"The terms 'unit test' and 'integration test' have always been rather murky, even by the slippery standards of most software terminology."
-- Martin Fowler"...there is no such thing as a Unit Test"
-- Michael Belivanakis
What is a Unit Test?
I typed the above question into a popular search engine, and the first three results I got back were as follows (emphasis mine)

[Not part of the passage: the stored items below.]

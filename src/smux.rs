//! SMUX programming.
//!
//! Six ADCs are shared by twelve photodiode taps. Each [`ChannelGroup`] is a
//! fixed 20-byte image of the SMUX RAM (offsets `0x00..=0x13`); every nibble
//! names the ADC (1-based, 0 = disconnected) a tap is routed to.

use bitfield_struct::bitfield;
use embedded_hal_async::delay::DelayNs;
use embedded_hal_async::i2c::{I2c, SevenBitAddress};

use crate::{As7341, Error, Reg, SMUX_RAM_LEN};

/// CFG6 (0xAF).
#[bitfield(u8)]
#[derive(PartialEq, Eq)]
pub(crate) struct Cfg6 {
  #[bits(3)]
  __: u8,
  #[bits(2)]
  pub(crate) smux_cmd: u8,
  #[bits(3)]
  ___: u8,
}

/// Command executed by the SMUX when SMUXEN is set.
#[derive(Debug, Clone, Copy, PartialEq, Eq)]
#[cfg_attr(feature = "defmt", derive(defmt::Format))]
#[repr(u8)]
pub enum SmuxCommand {
  /// Load the ROM default configuration.
  RomReset = 0b00,
  /// Copy the SMUX chain into RAM.
  Read = 0b01,
  /// Copy RAM into the SMUX chain.
  Write = 0b10,
}

/// One of the two mutually exclusive SMUX configurations.
#[derive(Debug, Clone, Copy, PartialEq, Eq)]
#[cfg_attr(feature = "defmt", derive(defmt::Format))]
pub enum ChannelGroup {
  /// F1..F4, Clear and NIR on ADC0..ADC5.
  Low,
  /// F5..F8, Clear and NIR on ADC0..ADC5.
  High,
}

impl ChannelGroup {
  /// SMUX RAM image for this group, written to offsets `0x00..=0x13`.
  pub const fn table(self) -> &'static [u8; SMUX_RAM_LEN] {
    match self {
      ChannelGroup::Low => &LOW_GROUP,
      ChannelGroup::High => &HIGH_GROUP,
    }
  }

  /// Position of this group's six values within a sample.
  pub(crate) const fn offset(self) -> usize {
    match self {
      ChannelGroup::Low => 0,
      ChannelGroup::High => 6,
    }
  }
}

#[rustfmt::skip]
const LOW_GROUP: [u8; SMUX_RAM_LEN] = [
  0x30, // F3 left -> ADC2
  0x01, // F1 left -> ADC0
  0x00, // reserved
  0x00, // F8 left off
  0x00, // F6 left off
  0x42, // F4 left -> ADC3, F2 left -> ADC1
  0x00, // F5 left off
  0x00, // F7 left off
  0x50, // CLEAR -> ADC4
  0x00, // F5 right off
  0x00, // F7 right off
  0x00, // reserved
  0x20, // F2 right -> ADC1
  0x04, // F4 right -> ADC3
  0x00, // F6/F8 right off
  0x30, // F3 right -> ADC2
  0x01, // F1 right -> ADC0
  0x50, // CLEAR right -> ADC4
  0x00, // reserved
  0x06, // NIR -> ADC5
];

#[rustfmt::skip]
const HIGH_GROUP: [u8; SMUX_RAM_LEN] = [
  0x00, // F3 left off
  0x00, // F1 left off
  0x00, // reserved
  0x40, // F8 left -> ADC3
  0x02, // F6 left -> ADC1
  0x00, // F4/F2 left off
  0x10, // F5 left -> ADC0
  0x03, // F7 left -> ADC2
  0x50, // CLEAR -> ADC4
  0x10, // F5 right -> ADC0
  0x03, // F7 right -> ADC2
  0x00, // reserved
  0x00, // F2 right off
  0x00, // F4 right off
  0x24, // F8 right -> ADC3, F6 right -> ADC1
  0x00, // F3 right off
  0x00, // F1 right off
  0x50, // CLEAR right -> ADC4
  0x00, // reserved
  0x06, // NIR -> ADC5
];

impl<I, E, D> As7341<I, D>
where
  I: I2c<SevenBitAddress, Error = E>,
  D: DelayNs,
{
  /// Route `group` onto the six ADCs.
  ///
  /// Spectral measurement is stopped first, then the whole table is written
  /// before SMUXEN executes it, so the SMUX never runs a partial table.
  pub async fn select_channel_group(&mut self, group: ChannelGroup) -> Result<(), Error<E>> {
    self.set_spectral_measurement(false).await?;
    self.set_smux_command(SmuxCommand::Write).await?;
    for (offset, value) in (0u8..).zip(group.table().iter()) {
      self.write_raw(offset, *value).await?;
    }
    self.set_smux(true).await
  }

  /// Select the command the next SMUXEN will execute.
  pub async fn set_smux_command(&mut self, cmd: SmuxCommand) -> Result<(), Error<E>> {
    self.modify(Reg::Cfg6, |x: &mut Cfg6| x.set_smux_cmd(cmd as u8)).await?;
    Ok(())
  }
}
#![no_std]
#![cfg_attr(docsrs, feature(doc_auto_cfg))]

//! Async, `no_std` driver for the ams OSRAM AS7341 11-channel spectral sensor.
//!
//! The AS7341 has more photodiodes than ADCs: six converters are shared
//! between the eight filter channels plus Clear and NIR through an internal
//! switch matrix (SMUX). A full reading therefore takes two measurement cycles
//! with the SMUX reprogrammed in between. This crate drives that protocol over
//! `embedded-hal-async` 1.0 I²C and exposes:
//!
//! - Identification and power bring-up via [`As7341::initialize`]
//! - Read-modify-write control of the shared ENABLE register bits
//! - Integration timing (ATIME/ASTEP) and ADC [`Gain`] configuration
//! - Byte-exact SMUX programming for the two [`ChannelGroup`]s
//! - A two-pass acquisition that only publishes complete 12-channel
//!   [`Sample`]s, flagging halves that never reported ready
//!
//! ```no_run
//! use embedded_hal_async::{delay::DelayNs, i2c::{I2c, SevenBitAddress}};
//! use as7341::{As7341, Channel, Config, Gain};
//!
//! async fn example<I2C, D, E>(i2c: I2C, delay: D) -> Result<(), as7341::Error<E>>
//! where
//!   I2C: I2c<SevenBitAddress, Error = E>,
//!   D: DelayNs,
//! {
//!   let mut sensor = As7341::new(i2c, delay, None);
//!   if !sensor.initialize().await? {
//!     return Ok(());
//!   }
//!   sensor.configure(&Config::default().with_gain(Gain::X64)).await?;
//!
//!   let sample = sensor.read_sample().await?;
//!   let _violet = sample.channel(Channel::Violet);
//!   let _nir = sensor.channel_by_name("nir")?;
//!   Ok(())
//! }
//! ```
mod acquisition;
mod config;
mod control;
mod fmt;
mod reg;
mod rw;
mod sample;
mod smux;

use embedded_hal::i2c::ErrorKind;
use embedded_hal_async::delay::DelayNs;
use embedded_hal_async::i2c::{I2c, SevenBitAddress};

pub use acquisition::ReadyPolling;
pub use config::*;
pub use control::*;
pub use reg::DEFAULT_ADDRESS;
use reg::*;
pub use sample::*;
pub use smux::{ChannelGroup, SmuxCommand};

/// Errors that can occur while interacting with the sensor.
#[derive(Debug, Clone, Copy, PartialEq, Eq)]
#[cfg_attr(feature = "defmt", derive(defmt::Format))]
pub enum Error<E> {
  /// I²C bus transaction failed with the underlying driver error.
  I2c(E),
  /// CFG1 held a gain ordinal outside `0..=10`.
  InvalidGain(u8),
  /// A channel was requested before any acquisition completed.
  NoSample,
  /// A channel name did not match any channel of the sample layout.
  UnknownChannel,
}

impl<E: embedded_hal::i2c::Error> Error<E> {
  /// Bus-level classification of a transport failure, if this is one.
  pub fn kind(&self) -> Option<ErrorKind> {
    match self {
      Error::I2c(e) => Some(e.kind()),
      _ => None,
    }
  }
}

/// Driver for one AS7341 on an I²C bus.
///
/// The driver owns the bus and delay provider, so every register sequence runs
/// to completion before another one can start. Create an instance with
/// [`As7341::new`], call [`As7341::initialize`] to verify the chip and power it
/// up, then [`As7341::read_sample`] to acquire all twelve channels.
pub struct As7341<I, D> {
  i2c: I,
  delay: D,
  address: u8,
  state: DeviceState,
  polling: ReadyPolling,
  store: SampleStore,
}

impl<I, E, D> As7341<I, D>
where
  I: I2c<SevenBitAddress, Error = E>,
  D: DelayNs,
{
  /// Create a new driver instance.
  ///
  /// `address` of `None` selects [`DEFAULT_ADDRESS`]; any `Some` value is used
  /// verbatim. Nothing is sent to the device until a method is called.
  pub fn new(i2c: I, delay: D, address: Option<u8>) -> Self {
    Self {
      i2c,
      delay,
      address: address.unwrap_or(DEFAULT_ADDRESS),
      state: DeviceState::default(),
      polling: ReadyPolling::default(),
      store: SampleStore::new(),
    }
  }

  /// 7-bit bus address this instance talks to.
  pub fn address(&self) -> u8 {
    self.address
  }

  /// Driver-side mirror of the register state written through this instance.
  pub fn state(&self) -> DeviceState {
    self.state
  }

  /// Release the bus and delay provider.
  pub fn release(self) -> (I, D) {
    (self.i2c, self.delay)
  }
}
/******************************************************************************
 * Refer to the AS7341 datasheet for more information, available here:        *
 * - https://ams-osram.com/products/sensor-solutions/ambient-light-color-spectral-proximity-sensors/ams-as7341-11-channel-spectral-color-sensor
 * ========================================================================== *
 *                        AS7341 - Registers & Memory Map                     *
*******************************************************************************/

/// Default 7-bit I²C address of the AS7341.
pub const DEFAULT_ADDRESS: u8 = 0x39;

/// Value of `ID[7:2]`.
pub(crate) const CHIP_ID: u8 = 0x09;

/// Number of SMUX RAM bytes, addressed at offsets `0x00..=0x13`.
pub(crate) const SMUX_RAM_LEN: usize = 20;

/// Bytes returned by one burst read of CH0..CH5 data.
pub(crate) const CHANNEL_DATA_LEN: usize = 12;

#[allow(dead_code)]
#[repr(u8)]
#[derive(Clone, Copy, Debug, PartialEq, Eq)]
pub(crate) enum Reg {
  // Lower bank, only addressable while CFG0.REG_BANK is set (0x60..0x74)
  AStatusLow = 0x60,
  ItimeL = 0x63,
  ItimeM = 0x64,
  ItimeH = 0x65,
  Config = 0x70,
  Stat = 0x71,
  Edge = 0x72,
  Gpio = 0x73,
  Led = 0x74,

  // Enable & timing (0x80..0x87)
  Enable = 0x80,
  Atime = 0x81,
  Wtime = 0x83,
  SpLowThL = 0x84,
  SpLowThH = 0x85,
  SpHighThL = 0x86,
  SpHighThH = 0x87,

  // Identification (0x90..0x92)
  AuxId = 0x90,
  RevId = 0x91,
  Id = 0x92,

  // Status & spectral data (0x93..0xA0)
  Status = 0x93,
  AStatus = 0x94,
  Ch0DataL = 0x95,
  Ch0DataH = 0x96,
  Ch1DataL = 0x97,
  Ch1DataH = 0x98,
  Ch2DataL = 0x99,
  Ch2DataH = 0x9A,
  Ch3DataL = 0x9B,
  Ch3DataH = 0x9C,
  Ch4DataL = 0x9D,
  Ch4DataH = 0x9E,
  Ch5DataL = 0x9F,
  Ch5DataH = 0xA0,

  // Measurement status (0xA3..0xA7)
  Status2 = 0xA3,
  Status3 = 0xA4,
  Status5 = 0xA6,
  Status6 = 0xA7,

  // Configuration (0xA9..0xBE)
  Cfg0 = 0xA9,
  Cfg1 = 0xAA,
  Cfg3 = 0xAC,
  Cfg6 = 0xAF,
  Cfg8 = 0xB1,
  Cfg9 = 0xB2,
  Cfg10 = 0xB3,
  Cfg12 = 0xB5,
  Pers = 0xBD,
  Gpio2 = 0xBE,

  // Integration step size (0xCA..0xCB)
  AstepL = 0xCA,
  AstepH = 0xCB,

  // Gain control & auto-zero (0xCF..0xD6)
  AgcGainMax = 0xCF,
  AzConfig = 0xD6,

  // Flicker detection (0xD7..0xDB)
  FdCfg0 = 0xD7,
  FdTime1 = 0xD8,
  FdTime2 = 0xDA,
  FdStatus = 0xDB,

  // Interrupts, control & FIFO (0xF9..0xFF)
  IntEnab = 0xF9,
  Control = 0xFA,
  FifoMap = 0xFC,
  FifoLvl = 0xFD,
  FDataL = 0xFE,
  FDataH = 0xFF,
}

impl From<Reg> for u8 {
  #[inline]
  fn from(r: Reg) -> Self {
    r as u8
  }
}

A unit test is a block of code that verifies the accuracy of a smaller, isolated block of application code, typically a function or method. -- aws.amazon.com
A unit test is a way of testing a unit - the smallest piece of code that can be logically isolated in a system. In most programming languages, that is a function, a subroutine, a method or property. -- smartbear.com
Unit is defined as a single behaviour exhibited by the system under test (SUT), usually corresponding to a requirement. While it may imply that it is a function or a module (in procedural programming) or a method or a class (in object-oriented programming) it does not mean functions/methods, modules or classes always correspond to units. From the system-requirements perspective only the perimeter of the system is relevant, thus only entry points to externally-visible system behaviours define units. -- Kent Beck via Wikipedia
A problem I often see with modern software testing is that we lean toward the second definition too often: a unit is "the smallest piece of code that can be logically isolated in a system". The word "can" is carrying a lot of weight in this sentence. We can logically isolate just about anything.
"Is a unit a file?"
-- "Definitely not", I can hear you say.
"Assuming an object-oriented program, how about a class?"
-- "Probably not", you say with slightly less conviction.
"How about a method?"
-- "Probably", with a bit more confidence, agreeing with the first two results above.
"What if that method is 300 lines of code?"
-- "Ooh, yeah, you should probably break that out into smaller methods."
Suppose we do this. Let's break our 300-line method into, say, 10 methods of 30 lines each, as some CS professors seem to teach their students that this is a good rule of thumb for function length.
// before
def original(x: String, y: Int): Boolean = {
// ...
// hundreds of lines of code
// ...
}
// after
def improved(x: String, y: Int): Boolean = {
val intermediateValueA = a(x)
val intermediateValueB = b(intermediateValueA, y)
val intermediateValueC = c(intermediateValueB)
// ...
val intermediateValueH = h(intermediateValueG)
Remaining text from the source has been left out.